Hunter Pence’s eighth-inning grand slam provided the exclamation point for the Giants’ 12-6 come-from-behind beatdown of the Dodgers in Thursday’s home opener.
But the blast, which produced the loudest of all the “Beat LA” chants on a day the crowd spent much of the afternoon belting out the famous phrase, wasn’t the key to the Giants’ victory. That distinction belonged to all those pesky singles.
“This is an incredible lineup,” Pence said after San Francisco piled up 17 hits — including 13 singles. “We have a lot of guys that are going to compete with you no matter what you’ve got and you’re going to [have to] earn the outs.’”
The Giants’ relentless station-to-station offense was on full display in the sixth inning when the they crossed the plate four times — courtesy of five singles — to take the lead for good.

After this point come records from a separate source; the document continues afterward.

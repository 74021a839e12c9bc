use leptos::*;
use misai_core::render::TextReport;

use super::ScoreMeter;

#[component]
pub fn TextReportView(report: TextReport) -> impl IntoView {
    let TextReport {
        hallucination,
        metrics,
        analysis,
    } = report;

    view! {
        <div class="bg-white rounded-lg shadow p-6 space-y-6">
            <h2 class="text-xl font-semibold">"Results"</h2>
            <ScoreMeter title="Hallucination Score" bar=hallucination/>

            {(!metrics.is_empty()).then(|| view! {
                <div class="grid grid-cols-2 md:grid-cols-4 gap-4">
                    {metrics.into_iter().map(|card| view! {
                        <div class="bg-gray-50 rounded-lg p-3">
                            <div class="text-xs text-gray-500 uppercase">{card.label}</div>
                            <div class="text-lg font-semibold">{card.value}</div>
                        </div>
                    }).collect_view()}
                </div>
            })}

            {analysis.map(|text| view! {
                <div>
                    <h3 class="font-medium mb-2">"Analysis"</h3>
                    <p class="text-gray-700">{text}</p>
                </div>
            })}
        </div>
    }
}
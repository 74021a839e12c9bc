//! Verification service transport

use crate::model::{RequestBody, VerificationRequest};
use crate::{ClientError, ClientResult};
use async_trait::async_trait;
use reqwest::multipart::{Form, Part};
use serde::{Deserialize, Serialize};
use tracing::{debug, info};

/// Default verification service host
pub const DEFAULT_HOST_URL: &str = "http://localhost:8000";

/// Client configuration
#[derive(Debug, Clone, PartialEq, Eq, Serialize, Deserialize)]
pub struct ClientConfig {
    /// Base URL every endpoint path is appended to
    pub base_url: String,
}

impl ClientConfig {
    pub fn new(base_url: impl Into<String>) -> Self {
        let base_url: String = base_url.into();
        Self {
            base_url: base_url.trim_end_matches('/').to_string(),
        }
    }

    /// Absolute URL for an endpoint path such as `/testimage`
    pub fn endpoint(&self, path: &str) -> String {
        format!("{}{}", self.base_url, path)
    }
}

impl Default for ClientConfig {
    fn default() -> Self {
        Self::new(std::env::var("MISAI_HOST_URL").unwrap_or_else(|_| DEFAULT_HOST_URL.to_string()))
    }
}

/// Sends a verification request and yields the raw success body
///
/// Implementations map network failures to [`ClientError::Transport`] and
/// non-2xx statuses to [`ClientError::Status`]; decoding is left to the
/// modality adapter.
#[async_trait(?Send)]
pub trait VerificationBackend {
    async fn dispatch(&self, request: &VerificationRequest) -> ClientResult<Vec<u8>>;
}

/// HTTP backend built on reqwest. Works natively and in the browser.
#[derive(Debug, Clone)]
pub struct HttpBackend {
    config: ClientConfig,
    client: reqwest::Client,
}

impl HttpBackend {
    pub fn new(config: ClientConfig) -> Self {
        Self {
            config,
            client: reqwest::Client::new(),
        }
    }

    pub fn config(&self) -> &ClientConfig {
        &self.config
    }
}

impl Default for HttpBackend {
    fn default() -> Self {
        Self::new(ClientConfig::default())
    }
}

#[async_trait(?Send)]
impl VerificationBackend for HttpBackend {
    async fn dispatch(&self, request: &VerificationRequest) -> ClientResult<Vec<u8>> {
        let url = self.config.endpoint(&request.path());
        info!("Sending {} verification request to {}", request.modality(), url);

        let builder = match request.body() {
            RequestBody::Json(body) => self.client.post(&url).json(&body),
            RequestBody::Multipart { field, upload } => {
                let mut part = Part::bytes(upload.data.clone()).file_name(upload.file_name.clone());
                if let Some(content_type) = &upload.content_type {
                    part = part
                        .mime_str(content_type)
                        .map_err(|e| ClientError::Transport(e.to_string()))?;
                }
                self.client.post(&url).multipart(Form::new().part(field, part))
            }
        };

        let response = builder.send().await?;
        let status = response.status();
        debug!("Verification service answered {}", status);

        if !status.is_success() {
            return Err(ClientError::Status {
                status: status.as_u16(),
                reason: status.canonical_reason().unwrap_or_default().to_string(),
            });
        }

        let body = response.bytes().await?;
        Ok(body.to_vec())
    }
}
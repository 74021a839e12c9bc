use leptos::*;
use leptos_router::*;

#[component]
pub fn HomePage() -> impl IntoView {
    let tools = [
        ("/testai", "Test AI", "Measure how often a language model hallucinates on a statement."),
        ("/testimage", "Image Check", "Detect face swaps, edited backgrounds and relit images."),
        ("/testvideo", "Video Check", "Find deepfaked faces, synthetic audio and spliced frames."),
        ("/misbot", "MisBot", "Ask a fact-checking assistant about any claim."),
    ];

    view! {
        <div class="space-y-10">
            <section class="text-center py-12">
                <h1 class="text-4xl font-bold text-gray-900">"MISAI"</h1>
                <p class="mt-4 text-lg text-gray-600">
                    "Verify AI output and media before you trust it."
                </p>
            </section>

            <section class="grid grid-cols-1 md:grid-cols-2 gap-6">
                {tools.into_iter().map(|(href, title, blurb)| view! {
                    <A href=href class="block bg-white rounded-lg shadow p-6 hover:shadow-md transition-shadow">
                        <h2 class="text-xl font-semibold text-gray-900">{title}</h2>
                        <p class="mt-2 text-gray-600">{blurb}</p>
                    </A>
                }).collect_view()}
            </section>
        </div>
    }
}
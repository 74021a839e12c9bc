use leptos::*;
use misai_core::ImageAdapter;

use super::media::{media_check, MediaLabels, PreviewKind};

#[component]
pub fn TestImagePage() -> impl IntoView {
    media_check(
        ImageAdapter,
        MediaLabels {
            title: "Image Authenticity Check",
            accept: "image/*",
            submit: "Verify Image",
            pending: "Analyzing image...",
            change: "Change Image",
            findings_title: "Manipulated Regions",
            preview: PreviewKind::Image,
        },
    )
}
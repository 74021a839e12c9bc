//! MISAI development verification service
//!
//! Serves the same endpoints as the production backend. Scores are derived
//! from a digest of the submitted content, so a given input always yields
//! the same judgment. MisBot replies are relayed to Gemini when an API key
//! is configured.

pub mod error;
pub mod gemini;
pub mod routes;
pub mod scorer;

pub use error::{ApiError, ApiResult};

use axum::{
    extract::DefaultBodyLimit,
    routing::{get, post},
    Router,
};
use std::sync::Arc;
use tower_http::cors::{Any, CorsLayer};
use tower_http::trace::TraceLayer;

/// Application state shared across handlers
pub struct AppState {
    pub config: ApiConfig,
    pub http: reqwest::Client,
}

impl AppState {
    pub fn new(config: ApiConfig) -> Self {
        Self {
            config,
            http: reqwest::Client::new(),
        }
    }
}

/// Service configuration
#[derive(Debug, Clone)]
pub struct ApiConfig {
    pub bind_addr: String,
    pub gemini_api_key: Option<String>,
    pub gemini_model: String,
    pub max_upload_size: usize,
}

impl Default for ApiConfig {
    fn default() -> Self {
        Self {
            bind_addr: std::env::var("MISAI_BIND_ADDR")
                .unwrap_or_else(|_| "0.0.0.0:8000".to_string()),
            gemini_api_key: std::env::var("GEMINI_API_KEY")
                .ok()
                .filter(|key| !key.trim().is_empty()),
            gemini_model: std::env::var("GEMINI_MODEL")
                .unwrap_or_else(|_| "gemini-2.5-flash".to_string()),
            max_upload_size: 100 * 1024 * 1024, // 100MB
        }
    }
}

/// Build the service router with CORS, tracing and the upload limit applied
pub fn router(state: Arc<AppState>) -> Router {
    let max_upload_size = state.config.max_upload_size;

    Router::new()
        // Liveness
        .route("/", get(routes::root))
        .route("/health", get(routes::health_check))

        // Verification
        .route("/testai/:model", post(routes::verify::test_ai))
        .route("/testimage", post(routes::verify::test_image))
        .route("/testvideo", post(routes::verify::test_video))

        // Chat
        .route("/misbot", post(routes::misbot::misbot))

        .layer(DefaultBodyLimit::max(max_upload_size))

        // CORS
        .layer(CorsLayer::new()
            .allow_origin(Any)
            .allow_methods(Any)
            .allow_headers(Any))

        // Tracing
        .layer(TraceLayer::new_for_http())

        .with_state(state)
}
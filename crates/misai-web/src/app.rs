//! Main application component

use leptos::*;
use leptos_router::*;
use crate::pages::*;
use crate::components::*;

#[component]
pub fn App() -> impl IntoView {
    view! {
        <Router>
            <div class="app-container">
                <Nav/>
                <main>
                    <Routes>
                        <Route path="/" view=HomePage/>
                        <Route path="/testai" view=TestAiPage/>
                        <Route path="/testimage" view=TestImagePage/>
                        <Route path="/testvideo" view=TestVideoPage/>
                        <Route path="/misbot" view=MisBotPage/>
                    </Routes>
                </main>
                <Footer/>
            </div>
        </Router>
    }
}
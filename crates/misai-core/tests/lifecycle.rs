use async_trait::async_trait;
use misai_core::adapters::TextInput;
use misai_core::model::{AiModel, MediaUpload, VerificationRequest};
use misai_core::render::{render_state, Panel, Severity};
use misai_core::{
    ChatSession, ClientError, ClientResult, Completion, ImageAdapter, SubmissionMachine,
    SubmissionState, TextAdapter, VerificationBackend, VideoAdapter,
};
use std::cell::RefCell;

/// Backend answering every request with a canned response
struct FakeBackend {
    response: ClientResult<&'static str>,
    seen: RefCell<Vec<VerificationRequest>>,
}

impl FakeBackend {
    fn ok(body: &'static str) -> Self {
        Self {
            response: Ok(body),
            seen: RefCell::new(Vec::new()),
        }
    }

    fn status(status: u16) -> Self {
        Self {
            response: Err(ClientError::Status {
                status,
                reason: "Internal Server Error".to_string(),
            }),
            seen: RefCell::new(Vec::new()),
        }
    }
}

#[async_trait(?Send)]
impl VerificationBackend for FakeBackend {
    async fn dispatch(&self, request: &VerificationRequest) -> ClientResult<Vec<u8>> {
        self.seen.borrow_mut().push(request.clone());
        self.response.clone().map(|body| body.as_bytes().to_vec())
    }
}

fn text_machine() -> SubmissionMachine<TextAdapter> {
    let mut machine = SubmissionMachine::new(TextAdapter);
    machine
        .set_input(TextInput {
            model: Some(AiModel::Gpt4),
            text: "The moon is made of cheese".to_string(),
        })
        .unwrap();
    machine
}

#[tokio::test]
async fn test_text_scenario_end_to_end() {
    let backend = FakeBackend::ok(r#"{"hallucination_score": 0.92, "metrics": {"fluency": 0.8}}"#);
    let mut machine = text_machine();

    assert_eq!(machine.run(&backend).await, Ok(Completion::Applied));

    let seen = backend.seen.borrow();
    assert_eq!(seen.len(), 1);
    assert_eq!(seen[0].path(), "/testai/gpt-4");

    let Panel::Result(report) = render_state(machine.state()) else {
        panic!("expected a rendered result");
    };
    assert_eq!(report.hallucination.label, "92.0%");
    assert_eq!(report.hallucination.severity, Severity::High);
    assert_eq!(report.metrics[0].to_string(), "fluency: 0.80");
}

#[tokio::test]
async fn test_server_error_leaves_input_and_hides_result() {
    let backend = FakeBackend::status(500);
    let mut machine = text_machine();
    machine.run(&backend).await.unwrap();

    assert!(matches!(machine.state(), SubmissionState::Failure { .. }));
    assert!(machine.state().error().unwrap().contains("500"));
    assert!(machine.state().result().is_none());
    assert_eq!(machine.input().text, "The moon is made of cheese");
    assert!(machine.can_submit());
    assert!(render_state(machine.state()).report().is_none());
}

#[tokio::test]
async fn test_undecodable_body_is_a_failure() {
    let backend = FakeBackend::ok("<html>gateway timeout</html>");
    let mut machine = SubmissionMachine::new(ImageAdapter);
    machine
        .set_input(Some(MediaUpload::new("cat.png", None, vec![1, 2, 3])))
        .unwrap();
    machine.run(&backend).await.unwrap();

    let error = machine.state().error().unwrap();
    assert!(error.starts_with("Failed to verify image: unexpected response"));
}

#[tokio::test]
async fn test_new_selection_clears_previous_verdict() {
    let backend = FakeBackend::ok(
        r#"{"authentic": false, "confidence_score": 0.81,
            "manipulated_regions": [{"type": "splice", "confidence": 0.77}]}"#,
    );
    let mut machine = SubmissionMachine::new(ImageAdapter);
    machine
        .set_input(Some(MediaUpload::new("a.png", None, vec![1])))
        .unwrap();
    machine.run(&backend).await.unwrap();
    assert!(machine.state().result().is_some());

    machine
        .replace_input(Some(MediaUpload::new("b.png", None, vec![2])))
        .unwrap();
    assert_eq!(machine.state().name(), "ready");
    assert!(machine.state().result().is_none());
    assert!(render_state(machine.state()).is_hidden());
    assert_eq!(machine.input().as_ref().unwrap().file_name, "b.png");
}

#[tokio::test]
async fn test_identical_resubmit_is_an_independent_cycle() {
    let backend = FakeBackend::ok(
        r#"{"authentic": false, "confidence_score": 0.6,
            "manipulated_segments": [{"type": "face-swap", "start_time": 125, "end_time": 140, "confidence": 0.6}]}"#,
    );
    let mut machine = SubmissionMachine::new(VideoAdapter);
    machine
        .set_input(Some(MediaUpload::new("clip.mp4", None, vec![0; 16])))
        .unwrap();

    machine.run(&backend).await.unwrap();
    let first_generation = machine.generation();
    machine.run(&backend).await.unwrap();

    assert_eq!(backend.seen.borrow().len(), 2);
    assert_eq!(machine.generation(), first_generation + 1);
    let Panel::Result(report) = render_state(machine.state()) else {
        panic!("expected a rendered result");
    };
    assert_eq!(report.findings.len(), 1);
    assert_eq!(report.findings[0].time_range.as_deref(), Some("2:05 - 2:20"));
}

#[tokio::test]
async fn test_chat_scenario_appends_echo_then_reply() {
    let backend = FakeBackend::ok(
        r#"{"result": "No, the earth is an oblate spheroid.",
            "fact_check": {"verified": true, "confidence": 0.95, "sources": [{"url": "https://example.org"}]}}"#,
    );
    let mut session = ChatSession::new();
    session.set_draft("Is the earth flat?").unwrap();

    assert_eq!(session.run(&backend).await, Ok(Completion::Applied));

    let messages = session.log().messages();
    assert_eq!(messages.len(), 3);
    assert_eq!(messages[1].text, "Is the earth flat?");
    assert_eq!(messages[2].text, "No, the earth is an oblate spheroid.");
    assert!(messages[0].id < messages[1].id && messages[1].id < messages[2].id);
    assert!(messages[2].fact_check.as_ref().unwrap().verified);
}

#[tokio::test]
async fn test_chat_failure_keeps_history_and_ids_monotonic() {
    let failing = FakeBackend::status(503);
    let mut session = ChatSession::new();
    session.set_draft("first").unwrap();
    session.run(&failing).await.unwrap();

    let ok = FakeBackend::ok(r#"{"result": "second answer"}"#);
    session.set_draft("second").unwrap();
    session.run(&ok).await.unwrap();

    let messages = session.log().messages();
    assert_eq!(messages.len(), 5);
    assert!(messages[2].is_error);
    let ids: Vec<u64> = messages.iter().map(|m| m.id).collect();
    assert_eq!(ids, vec![1, 2, 3, 4, 5]);

    // the failed exchange is still part of the context for the retry
    let seen = ok.seen.borrow();
    match &seen[0] {
        VerificationRequest::Chat {
            conversation_history,
            ..
        } => assert_eq!(conversation_history.len(), 3),
        other => panic!("unexpected request: {:?}", other),
    }
}
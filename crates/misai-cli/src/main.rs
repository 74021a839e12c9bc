//! MISAI command-line client

use clap::{Parser, Subcommand};
use misai_core::adapters::TextInput;
use misai_core::model::MediaUpload;
use misai_core::render::{render_state, Panel, Render};
use misai_core::{
    AiModel, ChatSession, ClientConfig, HttpBackend, ImageAdapter, ModalityAdapter,
    SubmissionMachine, TextAdapter, VideoAdapter,
};
use std::io::{self, BufRead, Write};
use std::path::{Path, PathBuf};
use tracing::{error, info, Level};
use tracing_subscriber::FmtSubscriber;

#[derive(Parser)]
#[command(name = "misai")]
#[command(about = "Check AI output, images and videos for misinformation")]
#[command(version)]
struct Cli {
    #[command(subcommand)]
    command: Commands,

    /// Verification service URL
    #[arg(long, env = "MISAI_HOST_URL", default_value = misai_core::backend::DEFAULT_HOST_URL, global = true)]
    host: String,

    /// Verbose output
    #[arg(short, long, global = true)]
    verbose: bool,
}

#[derive(Subcommand)]
enum Commands {
    /// Test a model for hallucinations on a statement
    Text {
        /// Model under test (see `misai models`)
        #[arg(short, long)]
        model: AiModel,

        /// Statement to test
        text: String,
    },

    /// Check an image for manipulation
    Image {
        /// Path to the image
        file: PathBuf,
    },

    /// Check a video for manipulation
    Video {
        /// Path to the video
        file: PathBuf,
    },

    /// Talk to MisBot
    Chat,

    /// List the models that can be tested
    Models,
}

#[tokio::main(flavor = "current_thread")]
async fn main() {
    let cli = Cli::parse();

    let log_level = if cli.verbose { Level::DEBUG } else { Level::INFO };
    let subscriber = FmtSubscriber::builder()
        .with_max_level(log_level)
        .with_target(false)
        .with_writer(io::stderr)
        .finish();
    tracing::subscriber::set_global_default(subscriber).expect("Failed to set subscriber");

    let backend = HttpBackend::new(ClientConfig::new(cli.host));

    match cli.command {
        Commands::Text { model, text } => {
            let input = TextInput {
                model: Some(model),
                text,
            };
            check(TextAdapter, input, &backend).await;
        }
        Commands::Image { file } => {
            let upload = load_upload(&file);
            check(ImageAdapter, Some(upload), &backend).await;
        }
        Commands::Video { file } => {
            let upload = load_upload(&file);
            check(VideoAdapter, Some(upload), &backend).await;
        }
        Commands::Chat => cmd_chat(&backend).await,
        Commands::Models => cmd_models(),
    }
}

/// Run one submission and print its report
async fn check<A>(adapter: A, input: A::Input, backend: &HttpBackend)
where
    A: ModalityAdapter,
    A::Output: Render,
    <A::Output as Render>::Report: std::fmt::Display,
{
    let mut machine = SubmissionMachine::new(adapter);
    if let Err(e) = machine.set_input(input) {
        error!("{}", e);
        std::process::exit(1);
    }

    info!("Submitting to {}", backend.config().base_url);
    if let Err(e) = machine.run(backend).await {
        error!("{}", e);
        std::process::exit(1);
    }

    match render_state(machine.state()) {
        Panel::Result(report) => println!("{}", report),
        Panel::Failure(banner) => {
            error!("{}", banner);
            std::process::exit(1);
        }
        Panel::Hidden | Panel::Pending => {}
    }
}

async fn cmd_chat(backend: &HttpBackend) {
    let mut session = ChatSession::new();
    if let Some(greeting) = session.log().last() {
        println!("MisBot: {}", greeting.text);
    }

    let stdin = io::stdin();
    loop {
        print!("> ");
        let _ = io::stdout().flush();

        let mut line = String::new();
        match stdin.lock().read_line(&mut line) {
            Ok(0) => break,
            Ok(_) => {}
            Err(e) => {
                error!("Failed to read input: {}", e);
                std::process::exit(1);
            }
        }

        let line = line.trim();
        if matches!(line, "exit" | "quit") {
            break;
        }
        if line.is_empty() {
            continue;
        }

        if let Err(e) = session.set_draft(line) {
            error!("{}", e);
            continue;
        }
        if let Err(e) = session.run(backend).await {
            error!("{}", e);
            continue;
        }

        if let Some(reply) = session.log().last() {
            println!("[{}] MisBot: {}", reply.local_time(), reply.text);
            if let Some(card) = reply.fact_check.as_ref().map(|fc| fc.render()) {
                println!("{}", card);
            }
        }
    }
}

fn cmd_models() {
    println!("Models:");
    for model in AiModel::ALL {
        println!("  - {}", model);
    }
}

fn load_upload(path: &Path) -> MediaUpload {
    if !path.exists() {
        error!("File not found: {}", path.display());
        std::process::exit(1);
    }

    let data = match std::fs::read(path) {
        Ok(data) => data,
        Err(e) => {
            error!("Failed to read {}: {}", path.display(), e);
            std::process::exit(1);
        }
    };

    let file_name = path
        .file_name()
        .map(|n| n.to_string_lossy().into_owned())
        .unwrap_or_else(|| "upload".to_string());

    MediaUpload::new(file_name, guess_content_type(path), data)
}

fn guess_content_type(path: &Path) -> Option<String> {
    let ext = path.extension()?.to_str()?.to_ascii_lowercase();
    let mime = match ext.as_str() {
        "png" => "image/png",
        "jpg" | "jpeg" => "image/jpeg",
        "gif" => "image/gif",
        "webp" => "image/webp",
        "bmp" => "image/bmp",
        "mp4" => "video/mp4",
        "webm" => "video/webm",
        "mov" => "video/quicktime",
        "mkv" => "video/x-matroska",
        "avi" => "video/x-msvideo",
        _ => return None,
    };
    Some(mime.to_string())
}

#[cfg(test)]
mod tests {
    use super::*;
    use clap::CommandFactory;

    #[test]
    fn test_cli_definition_is_valid() {
        Cli::command().debug_assert();
    }

    #[test]
    fn test_guess_content_type() {
        assert_eq!(guess_content_type(Path::new("cat.PNG")).as_deref(), Some("image/png"));
        assert_eq!(guess_content_type(Path::new("clip.mov")).as_deref(), Some("video/quicktime"));
        assert_eq!(guess_content_type(Path::new("notes")), None);
    }

    #[test]
    fn test_parses_text_command() {
        let cli = Cli::try_parse_from(["misai", "text", "--model", "gpt-4", "The moon is cheese"]).unwrap();
        match cli.command {
            Commands::Text { model, text } => {
                assert_eq!(model, AiModel::Gpt4);
                assert_eq!(text, "The moon is cheese");
            }
            _ => panic!("expected text command"),
        }
    }
}
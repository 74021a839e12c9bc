//! Dismissable failure banner

use leptos::*;
use misai_core::render::ErrorBanner;

#[component]
pub fn FailureBanner(
    banner: ErrorBanner,
    #[prop(into)] on_dismiss: Callback<()>,
) -> impl IntoView {
    view! {
        <div class="bg-red-50 border border-red-200 text-red-700 rounded-lg p-4 flex justify-between items-start" role="alert">
            <span>{banner.message}</span>
            <button
                class="ml-4 text-red-500 hover:text-red-700"
                aria-label="Dismiss"
                on:click=move |_| on_dismiss.call(())
            >
                "×"
            </button>
        </div>
    }
}
//! Bridges a page's state machine to the verification service

use leptos::*;
use misai_core::machine::execute;
use misai_core::{Completion, HttpBackend, ModalityAdapter, SubmissionMachine, SubmitError};

/// Submit the page's current input and apply the outcome when it arrives
///
/// Validation failures are written to `notice`. A completion that arrives
/// after the page was torn down finds its signal disposed and is dropped.
pub fn launch<A>(
    machine: RwSignal<SubmissionMachine<A>>,
    backend: HttpBackend,
    notice: WriteSignal<Option<String>>,
) where
    A: ModalityAdapter + Clone + 'static,
{
    let Some(submitted) = machine.try_update(|m| m.submit()) else {
        return;
    };

    let ticket = match submitted {
        Ok(ticket) => ticket,
        Err(SubmitError::Invalid(err)) => {
            notice.set(Some(err.to_string()));
            return;
        }
        Err(SubmitError::InFlight) => return,
    };
    notice.set(None);

    let adapter = machine.with_untracked(|m| m.adapter().clone());
    spawn_local(async move {
        let outcome = execute(&adapter, &backend, ticket.request()).await;
        match machine.try_update(|m| m.complete(ticket.generation(), outcome)) {
            Some(Completion::Applied) => {}
            Some(Completion::Stale) | None => {
                tracing::debug!("Dropped completion of request {}", ticket.generation());
            }
        }
    });
}
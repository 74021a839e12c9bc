//! MISAI Client Core
//!
//! This crate drives the client side of a verification request: capturing
//! input, submitting it to the verification service, and turning the
//! response into a human-readable judgment. Every page of the web client
//! (and the CLI) owns one [`SubmissionMachine`] specialised by a
//! [`ModalityAdapter`].

pub mod adapters;
pub mod backend;
pub mod conversation;
pub mod machine;
pub mod model;
pub mod preview;
pub mod render;

use serde::{Deserialize, Serialize};
use thiserror::Error;

pub use adapters::{ChatAdapter, ChatSession, ImageAdapter, ModalityAdapter, TextAdapter, VideoAdapter};
pub use backend::{ClientConfig, HttpBackend, VerificationBackend};
pub use conversation::{ConversationLog, ConversationMessage};
pub use machine::{Completion, SubmissionMachine, SubmissionState, Ticket};
pub use model::{
    AiModel, ChatResult, FactCheck, ImageResult, MediaUpload, TextResult, VerificationRequest,
    VideoResult,
};
pub use render::{Panel, Render, Severity};

/// Errors raised while talking to the verification service
///
/// Transport and status failures are kept apart from decode failures so they
/// can be logged separately, but all of them end in the same Failure state.
#[derive(Error, Debug, Clone, PartialEq)]
pub enum ClientError {
    #[error("could not connect to the verification service: {0}")]
    Transport(String),

    #[error("Error: {status} {reason}")]
    Status { status: u16, reason: String },

    #[error("unexpected response from the verification service: {0}")]
    Decode(String),
}

impl ClientError {
    pub fn is_decode(&self) -> bool {
        matches!(self, ClientError::Decode(_))
    }
}

impl From<reqwest::Error> for ClientError {
    fn from(err: reqwest::Error) -> Self {
        match err.status() {
            Some(status) => ClientError::Status {
                status: status.as_u16(),
                reason: status.canonical_reason().unwrap_or_default().to_string(),
            },
            None => ClientError::Transport(err.to_string()),
        }
    }
}

impl From<serde_json::Error> for ClientError {
    fn from(err: serde_json::Error) -> Self {
        ClientError::Decode(err.to_string())
    }
}

pub type ClientResult<T> = Result<T, ClientError>;

/// Local input that fails a modality's validity predicate
#[derive(Error, Debug, Clone, Copy, PartialEq, Eq)]
pub enum ValidationError {
    #[error("Please select a model and enter text to test")]
    MissingModelOrText,

    #[error("Please select an image to verify")]
    MissingImage,

    #[error("Please select a video to verify")]
    MissingVideo,

    #[error("Please enter a message")]
    EmptyMessage,
}

/// Reasons a submit (or input edit) is refused by the state machine
#[derive(Error, Debug, Clone, Copy, PartialEq, Eq)]
pub enum SubmitError {
    #[error("a verification request is already in flight")]
    InFlight,

    #[error(transparent)]
    Invalid(#[from] ValidationError),
}

/// Content type being verified
#[derive(Debug, Clone, Copy, PartialEq, Eq, Hash, Serialize, Deserialize)]
#[serde(rename_all = "lowercase")]
pub enum Modality {
    Text,
    Image,
    Video,
    Chat,
}

impl Modality {
    pub fn as_str(&self) -> &'static str {
        match self {
            Modality::Text => "text",
            Modality::Image => "image",
            Modality::Video => "video",
            Modality::Chat => "chat",
        }
    }
}

impl std::fmt::Display for Modality {
    fn fmt(&self, f: &mut std::fmt::Formatter<'_>) -> std::fmt::Result {
        f.write_str(self.as_str())
    }
}
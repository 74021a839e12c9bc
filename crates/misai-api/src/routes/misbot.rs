//! MisBot chat route

use crate::gemini::{self, Turn};
use crate::{ApiResult, AppState};
use axum::{extract::State, Json};
use serde::{Deserialize, Serialize};
use std::sync::Arc;

#[derive(Deserialize)]
pub struct QueryInput {
    pub message: String,
    #[serde(default)]
    pub conversation_history: Vec<Turn>,
}

#[derive(Serialize)]
pub struct ChatReply {
    pub result: String,
}

pub async fn misbot(
    State(state): State<Arc<AppState>>,
    Json(input): Json<QueryInput>,
) -> ApiResult<Json<ChatReply>> {
    let result = gemini::generate(
        &state.http,
        &state.config,
        &input.message,
        &input.conversation_history,
    )
    .await?;

    Ok(Json(ChatReply { result }))
}
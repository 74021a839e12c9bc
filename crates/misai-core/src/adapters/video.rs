//! Video authenticity checks

use super::ModalityAdapter;
use crate::model::{MediaUpload, VerificationRequest, VideoResult};
use crate::{Modality, ValidationError};

#[derive(Debug, Clone, Copy, Default)]
pub struct VideoAdapter;

impl ModalityAdapter for VideoAdapter {
    type Input = Option<MediaUpload>;
    type Output = VideoResult;

    fn modality(&self) -> Modality {
        Modality::Video
    }

    fn validate(&self, input: &Option<MediaUpload>) -> Result<(), ValidationError> {
        match input {
            Some(_) => Ok(()),
            None => Err(ValidationError::MissingVideo),
        }
    }

    fn build_request(&self, input: &Option<MediaUpload>) -> Result<VerificationRequest, ValidationError> {
        input
            .clone()
            .map(VerificationRequest::Video)
            .ok_or(ValidationError::MissingVideo)
    }

    fn failure_context(&self) -> &'static str {
        "Failed to verify video"
    }
}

“I wouldn’t say it’s a mindset,” Matt Duffy explained when asked if the Giants step to the plate with a game plan of simply trying to keep the line moving. “If an opportunity presents itself to move a guy [over] or take an extra base, we’re going to do it.”
Mindset or not, the Giants have a knack for singling the opposition to death. Last year, the ultra-aggressive Giants led the National League in batting average. And if Thursday was any indication, the lineup is poised to repeat.
With Denard Span newly employed as the table-setter and Angel Pagan serving as a de facto leadoff man from the No. 9 spot, the Giants lineup is the deepest manager Bruce Bochy has ever seen.
“It’s almost an order you could draw out of a hat and you’d be happy with who’s hitting where with this offense,” Bochy said, repeating a joke he made throughout the spring.
While the skipper has all sorts of options when stringing his lineup together, it’s the kind of order that gives opposing pitchers fits.
“It’s fun to watch as a pitcher on this team,” Javier Lopez said with a chuckle. “It can be frustrating. I can see that having to face these guys because they are a lot of contact guys, high-average guys.”
The contact-happy offense will be a major boon for the Giants hurlers — especially the suspect back-end of the rotation, which features Jake Peavy and Matt Cain.
Against the Dodgers, it was easy to forget Peavy’s wobbly afternoon — four runs on 10 hits scattered across five innings — because the Giants offense just wouldn’t let up.
“He found a way not to let the game get away from us,” Bochy said, offering a less than ringing endorsement of the right-hander. “That’s huge with this offense because they can click at any time.”